#### DATA PROVIDED ####

//! Plain value types shared by properties, templates and styles

use serde::{Deserialize, Serialize};

/// Color representation with alpha channel
#[derive(Debug, Clone, Copy, PartialEq, Serialize, Deserialize)]
pub struct Color {
    pub r: f32,
    pub g: f32,
    pub b: f32,
    pub a: f32,
}

impl Color {
    pub const TRANSPARENT: Color = Color::rgba(0.0, 0.0, 0.0, 0.0);
    pub const BLACK: Color = Color::rgb(0.0, 0.0, 0.0);
    pub const WHITE: Color = Color::rgb(1.0, 1.0, 1.0);

    /// Create a new color from RGB values (0.0 - 1.0)
    pub const fn rgb(r: f32, g: f32, b: f32) -> Self {
        Self { r, g, b, a: 1.0 }
    }

    /// Create a new color from RGBA values (0.0 - 1.0)
    pub const fn rgba(r: f32, g: f32, b: f32, a: f32) -> Self {
        Self { r, g, b, a }
    }

    /// Create a color from hex string (#RRGGBB or #AARRGGBB)
    pub fn from_hex(hex: &str) -> Option<Self> {
        let hex = hex.trim().trim_start_matches('#');
        let channel = |range: std::ops::Range<usize>| {
            hex.get(range)
                .and_then(|s| u8::from_str_radix(s, 16).ok())
                .map(|v| v as f32 / 255.0)
        };

        match hex.len() {
            6 => Some(Self::rgb(channel(0..2)?, channel(2..4)?, channel(4..6)?)),
            8 => Some(Self::rgba(
                channel(2..4)?,
                channel(4..6)?,
                channel(6..8)?,
                channel(0..2)?,
            )),
            _ => None,
        }
    }

    /// Convert to hex string, alpha first when not opaque
    pub fn to_hex(&self) -> String {
        let byte = |v: f32| (v.clamp(0.0, 1.0) * 255.0).round() as u8;
        if self.a < 1.0 {
            format!(
                "#{:02X}{:02X}{:02X}{:02X}",
                byte(self.a),
                byte(self.r),
                byte(self.g),
                byte(self.b)
            )
        } else {
            format!("#{:02X}{:02X}{:02X}", byte(self.r), byte(self.g), byte(self.b))
        }
    }
}

impl Default for Color {
    fn default() -> Self {
        Self::TRANSPARENT
    }
}

#[cfg(test)]
mod tests {
    use super::*;

    #[test]
    fn test_hex_round_trip_with_alpha() {
        let color = Color::from_hex("#80FF0000").unwrap();
        assert_eq!(color.r, 1.0);
        assert_eq!(color.g, 0.0);
        assert!((color.a - 128.0 / 255.0).abs() < f32::EPSILON);
        assert_eq!(color.to_hex(), "#80FF0000");
    }

    #[test]
    fn test_invalid_hex() {
        assert!(Color::from_hex("#12345").is_none());
        assert!(Color::from_hex("#GG0000").is_none());
    }
}
//! Content manager and view interfaces
//!
//! Asset loading is owned by the host application. The presentation layer only
//! asks a [`ContentManager`] for already-imported assets, picking the global or
//! the view-local manager according to the asset's source tag.

use crate::error::{PrismError, Result};
use serde::{Deserialize, Serialize};
use std::any::Any;
use std::fmt;
use std::str::FromStr;
use std::sync::Arc;

/// Screen density used to select density-specific asset variants
#[derive(Debug, Clone, Copy, PartialEq, Eq, Hash, Default, Serialize, Deserialize)]
pub enum ScreenDensityBucket {
    #[default]
    Desktop,
    Low,
    Medium,
    High,
    ExtraHigh,
    ExtraExtraHigh,
    ExtraExtraExtraHigh,
}

/// Which content manager an asset is loaded from
#[derive(Debug, Clone, Copy, PartialEq, Eq, Hash, Default, Serialize, Deserialize)]
pub enum AssetSource {
    #[default]
    Global,
    Local,
}

/// Asset identifier tagged with its source, written `"Sounds/Click global"`.
/// A missing tag means global.
#[derive(Debug, Clone, PartialEq, Eq, Hash, Serialize, Deserialize)]
pub struct SourcedAsset {
    pub asset: String,
    pub source: AssetSource,
}

impl SourcedAsset {
    pub fn global(asset: impl Into<String>) -> Self {
        Self {
            asset: asset.into(),
            source: AssetSource::Global,
        }
    }

    pub fn local(asset: impl Into<String>) -> Self {
        Self {
            asset: asset.into(),
            source: AssetSource::Local,
        }
    }
}

impl FromStr for SourcedAsset {
    type Err = PrismError;

    fn from_str(s: &str) -> Result<Self> {
        let s = s.trim();
        if s.is_empty() {
            return Err(PrismError::content("Empty asset identifier"));
        }

        let (asset, source) = match s.rsplit_once(char::is_whitespace) {
            Some((asset, tag)) => match tag.to_ascii_lowercase().as_str() {
                "global" => (asset.trim(), AssetSource::Global),
                "local" => (asset.trim(), AssetSource::Local),
                other => {
                    return Err(PrismError::content(format!(
                        "Unknown asset source '{}' in '{}'",
                        other, s
                    )))
                }
            },
            None => (s, AssetSource::Global),
        };

        Ok(Self {
            asset: asset.to_string(),
            source,
        })
    }
}

impl fmt::Display for SourcedAsset {
    fn fmt(&self, f: &mut fmt::Formatter<'_>) -> fmt::Result {
        let tag = match self.source {
            AssetSource::Global => "global",
            AssetSource::Local => "local",
        };
        write!(f, "{} {}", self.asset, tag)
    }
}

/// Asset loader supplied by the host application
pub trait ContentManager: Send + Sync {
    /// Load an asset. The returned value is downcast by [`load`].
    fn load_asset(
        &self,
        asset: &str,
        density: ScreenDensityBucket,
    ) -> anyhow::Result<Arc<dyn Any + Send + Sync>>;
}

/// Load an asset of type `T` from `content`
pub fn load<T>(content: &dyn ContentManager, asset: &str, density: ScreenDensityBucket) -> Result<T>
where
    T: Any + Clone,
{
    let loaded = content.load_asset(asset, density).map_err(|e| {
        PrismError::content(format!("Failed to load '{}': {:#}", asset, e))
    })?;

    loaded.downcast_ref::<T>().cloned().ok_or_else(|| {
        PrismError::content(format!(
            "Asset '{}' is not a {}",
            asset,
            std::any::type_name::<T>()
        ))
    })
}

/// Resources of the view an element tree is presented in
#[derive(Clone, Default)]
pub struct PresentationView {
    pub global_content: Option<Arc<dyn ContentManager>>,
    pub local_content: Option<Arc<dyn ContentManager>>,
    pub density: ScreenDensityBucket,
}

impl PresentationView {
    pub fn new() -> Self {
        Self::default()
    }

    pub fn with_global_content(mut self, content: Arc<dyn ContentManager>) -> Self {
        self.global_content = Some(content);
        self
    }

    pub fn with_local_content(mut self, content: Arc<dyn ContentManager>) -> Self {
        self.local_content = Some(content);
        self
    }

    pub fn with_density(mut self, density: ScreenDensityBucket) -> Self {
        self.density = density;
        self
    }

    /// Content manager serving `source`, if the view has one
    pub fn content_for(&self, source: AssetSource) -> Option<&Arc<dyn ContentManager>> {
        match source {
            AssetSource::Global => self.global_content.as_ref(),
            AssetSource::Local => self.local_content.as_ref(),
        }
    }
}

impl fmt::Debug for PresentationView {
    fn fmt(&self, f: &mut fmt::Formatter<'_>) -> fmt::Result {
        f.debug_struct("PresentationView")
            .field("global_content", &self.global_content.is_some())
            .field("local_content", &self.local_content.is_some())
            .field("density", &self.density)
            .finish()
    }
}

#[cfg(test)]
mod tests {
    use super::*;

    struct Numbers;

    impl ContentManager for Numbers {
        fn load_asset(
            &self,
            asset: &str,
            _density: ScreenDensityBucket,
        ) -> anyhow::Result<Arc<dyn Any + Send + Sync>> {
            match asset {
                "one" => Ok(Arc::new(1u32)),
                _ => anyhow::bail!("no such asset"),
            }
        }
    }

    #[test]
    fn test_sourced_asset_parsing() {
        let asset: SourcedAsset = "Sounds/Click local".parse().unwrap();
        assert_eq!(asset, SourcedAsset::local("Sounds/Click"));

        let asset: SourcedAsset = "Sounds/Click".parse().unwrap();
        assert_eq!(asset.source, AssetSource::Global);
        assert_eq!(asset.to_string(), "Sounds/Click global");

        assert!("Sounds/Click remote".parse::<SourcedAsset>().is_err());
        assert!("  ".parse::<SourcedAsset>().is_err());
    }

    #[test]
    fn test_typed_load() {
        let content = Numbers;
        assert_eq!(load::<u32>(&content, "one", ScreenDensityBucket::Desktop).unwrap(), 1);
        assert!(matches!(
            load::<String>(&content, "one", ScreenDensityBucket::Desktop),
            Err(PrismError::Content { .. })
        ));
        assert!(load::<u32>(&content, "two", ScreenDensityBucket::Desktop).is_err());
    }
}
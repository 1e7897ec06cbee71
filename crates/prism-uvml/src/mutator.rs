//! Mutators: property assignments applied after an element is constructed
//!
//! Every mutator supports two call styles. `mutate` computes its value and
//! applies it in one go. `instantiate_value` followed by `mutate_with_value`
//! lets a caller compute a value once and apply it later, or to several
//! targets, without evaluating the value node again.

use crate::context::UvmlInstantiationContext;
use crate::node::{InstantiateNode, UvmlNode};
use prism_core::config::InvalidTargetPolicy;
use prism_core::element::ElementId;
use prism_core::error::{PrismError, Result};
use prism_core::logging::LogCategory;
use prism_core::property::PropertyId;
use prism_core::tree::ElementTree;
use prism_core::value::{Value, ValueKind};
use prism_core::{prism_debug, prism_warn};
use std::sync::Arc;

/// What a mutator did with its target
#[derive(Debug, Clone, Copy, PartialEq, Eq)]
pub enum MutationOutcome {
    Applied,
    /// The target could not take the value and the mutator stepped aside
    Skipped,
}

/// Writes the local value of a dependency property
#[derive(Debug, Clone)]
pub struct DependencyPropertyValueMutator {
    pub property: PropertyId,
    pub name: String,
    pub kind: ValueKind,
    pub value: UvmlNode,
}

impl DependencyPropertyValueMutator {
    pub fn new(property: PropertyId, name: impl Into<String>, kind: ValueKind, value: UvmlNode) -> Self {
        Self {
            property,
            name: name.into(),
            kind,
            value,
        }
    }

    pub fn instantiate_value(
        &self,
        tree: &mut ElementTree,
        target: ElementId,
        context: &mut UvmlInstantiationContext<'_>,
    ) -> Result<Value> {
        self.value.instantiate(tree, target, self.kind, context)
    }

    /// Apply a value computed earlier. Plain targets are skipped.
    pub fn mutate_with_value(
        &self,
        tree: &mut ElementTree,
        target: ElementId,
        value: Value,
        _context: &mut UvmlInstantiationContext<'_>,
    ) -> Result<MutationOutcome> {
        if !tree.element(target)?.is_dependency_object() {
            return Ok(self.skip(tree, target));
        }

        tree.set_value(target, self.property, value)?;
        Ok(MutationOutcome::Applied)
    }

    /// Compute and apply the value. Plain targets are skipped before the
    /// value node runs, so nothing it would create is left behind.
    pub fn mutate(
        &self,
        tree: &mut ElementTree,
        target: ElementId,
        context: &mut UvmlInstantiationContext<'_>,
    ) -> Result<MutationOutcome> {
        if !tree.element(target)?.is_dependency_object() {
            return Ok(self.skip(tree, target));
        }

        let value = self.instantiate_value(tree, target, context)?;
        self.mutate_with_value(tree, target, value, context)
    }

    fn skip(&self, tree: &ElementTree, target: ElementId) -> MutationOutcome {
        prism_debug!(
            LogCategory::Uvml,
            "Skipping dependency property '{}' on plain {} element",
            self.name,
            tree.class_name(target)
        );
        MutationOutcome::Skipped
    }
}

/// Writes a standard property through the class accessor table
#[derive(Debug, Clone)]
pub struct StandardPropertyValueMutator {
    pub name: String,
    pub kind: ValueKind,
    pub value: UvmlNode,
}

impl StandardPropertyValueMutator {
    pub fn new(name: impl Into<String>, kind: ValueKind, value: UvmlNode) -> Self {
        Self {
            name: name.into(),
            kind,
            value,
        }
    }

    pub fn instantiate_value(
        &self,
        tree: &mut ElementTree,
        target: ElementId,
        context: &mut UvmlInstantiationContext<'_>,
    ) -> Result<Value> {
        self.value.instantiate(tree, target, self.kind, context)
    }

    /// Apply a value computed earlier.
    ///
    /// A missing or read-only property fails with `InvalidTarget` unless the
    /// environment's policy says to skip it.
    pub fn mutate_with_value(
        &self,
        tree: &mut ElementTree,
        target: ElementId,
        value: Value,
        context: &mut UvmlInstantiationContext<'_>,
    ) -> Result<MutationOutcome> {
        match tree.set_standard_property(target, &self.name, value) {
            Ok(()) => Ok(MutationOutcome::Applied),
            Err(err @ PrismError::InvalidTarget { .. })
                if context.env().config.invalid_target_policy == InvalidTargetPolicy::Skip =>
            {
                prism_warn!(LogCategory::Uvml, "Skipping mutator: {}", err);
                Ok(MutationOutcome::Skipped)
            }
            Err(err) => Err(err),
        }
    }

    pub fn mutate(
        &self,
        tree: &mut ElementTree,
        target: ElementId,
        context: &mut UvmlInstantiationContext<'_>,
    ) -> Result<MutationOutcome> {
        let value = self.instantiate_value(tree, target, context)?;
        self.mutate_with_value(tree, target, value, context)
    }
}

/// Instantiates a nested element and attaches it as a logical child
#[derive(Debug, Clone)]
pub struct ChildMutator {
    pub node: Arc<InstantiateNode>,
}

impl ChildMutator {
    pub fn new(node: InstantiateNode) -> Self {
        Self { node: Arc::new(node) }
    }

    pub fn instantiate_value(
        &self,
        tree: &mut ElementTree,
        _target: ElementId,
        context: &mut UvmlInstantiationContext<'_>,
    ) -> Result<Value> {
        self.node.instantiate(tree, context).map(Value::Element)
    }

    pub fn mutate_with_value(
        &self,
        tree: &mut ElementTree,
        target: ElementId,
        value: Value,
        _context: &mut UvmlInstantiationContext<'_>,
    ) -> Result<MutationOutcome> {
        let child = value.as_element().ok_or_else(|| {
            PrismError::type_mismatch(&self.node.type_name, "element", value.type_name())
        })?;
        tree.attach_child(target, child)?;
        Ok(MutationOutcome::Applied)
    }

    pub fn mutate(
        &self,
        tree: &mut ElementTree,
        target: ElementId,
        context: &mut UvmlInstantiationContext<'_>,
    ) -> Result<MutationOutcome> {
        let value = self.instantiate_value(tree, target, context)?;
        self.mutate_with_value(tree, target, value, context)
    }
}

/// Closed set of mutator kinds
#[derive(Debug, Clone)]
pub enum Mutator {
    DependencyProperty(DependencyPropertyValueMutator),
    StandardProperty(StandardPropertyValueMutator),
    Child(ChildMutator),
}

impl Mutator {
    /// Property (or child type) this mutator writes, for diagnostics
    pub fn target_name(&self) -> &str {
        match self {
            Mutator::DependencyProperty(m) => &m.name,
            Mutator::StandardProperty(m) => &m.name,
            Mutator::Child(m) => &m.node.type_name,
        }
    }

    pub fn instantiate_value(
        &self,
        tree: &mut ElementTree,
        target: ElementId,
        context: &mut UvmlInstantiationContext<'_>,
    ) -> Result<Value> {
        match self {
            Mutator::DependencyProperty(m) => m.instantiate_value(tree, target, context),
            Mutator::StandardProperty(m) => m.instantiate_value(tree, target, context),
            Mutator::Child(m) => m.instantiate_value(tree, target, context),
        }
    }

    pub fn mutate_with_value(
        &self,
        tree: &mut ElementTree,
        target: ElementId,
        value: Value,
        context: &mut UvmlInstantiationContext<'_>,
    ) -> Result<MutationOutcome> {
        match self {
            Mutator::DependencyProperty(m) => m.mutate_with_value(tree, target, value, context),
            Mutator::StandardProperty(m) => m.mutate_with_value(tree, target, value, context),
            Mutator::Child(m) => m.mutate_with_value(tree, target, value, context),
        }
    }

    pub fn mutate(
        &self,
        tree: &mut ElementTree,
        target: ElementId,
        context: &mut UvmlInstantiationContext<'_>,
    ) -> Result<MutationOutcome> {
        match self {
            Mutator::DependencyProperty(m) => m.mutate(tree, target, context),
            Mutator::StandardProperty(m) => m.mutate(tree, target, context),
            Mutator::Child(m) => m.mutate(tree, target, context),
        }
    }

    /// Instantiate nodes this mutator would create
    pub(crate) fn nested(&self) -> Option<&InstantiateNode> {
        match self {
            Mutator::DependencyProperty(m) => m.value.nested(),
            Mutator::StandardProperty(m) => m.value.nested(),
            Mutator::Child(m) => Some(&*m.node),
        }
    }
}

impl From<DependencyPropertyValueMutator> for Mutator {
    fn from(m: DependencyPropertyValueMutator) -> Self {
        Mutator::DependencyProperty(m)
    }
}

impl From<StandardPropertyValueMutator> for Mutator {
    fn from(m: StandardPropertyValueMutator) -> Self {
        Mutator::StandardProperty(m)
    }
}

impl From<ChildMutator> for Mutator {
    fn from(m: ChildMutator) -> Self {
        Mutator::Child(m)
    }
}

####

Among the lines above, find those with the word "Numbers". Copy them.

- RESPONSE AREA
    struct Numbers;
    impl ContentManager for Numbers {
        let content = Numbers;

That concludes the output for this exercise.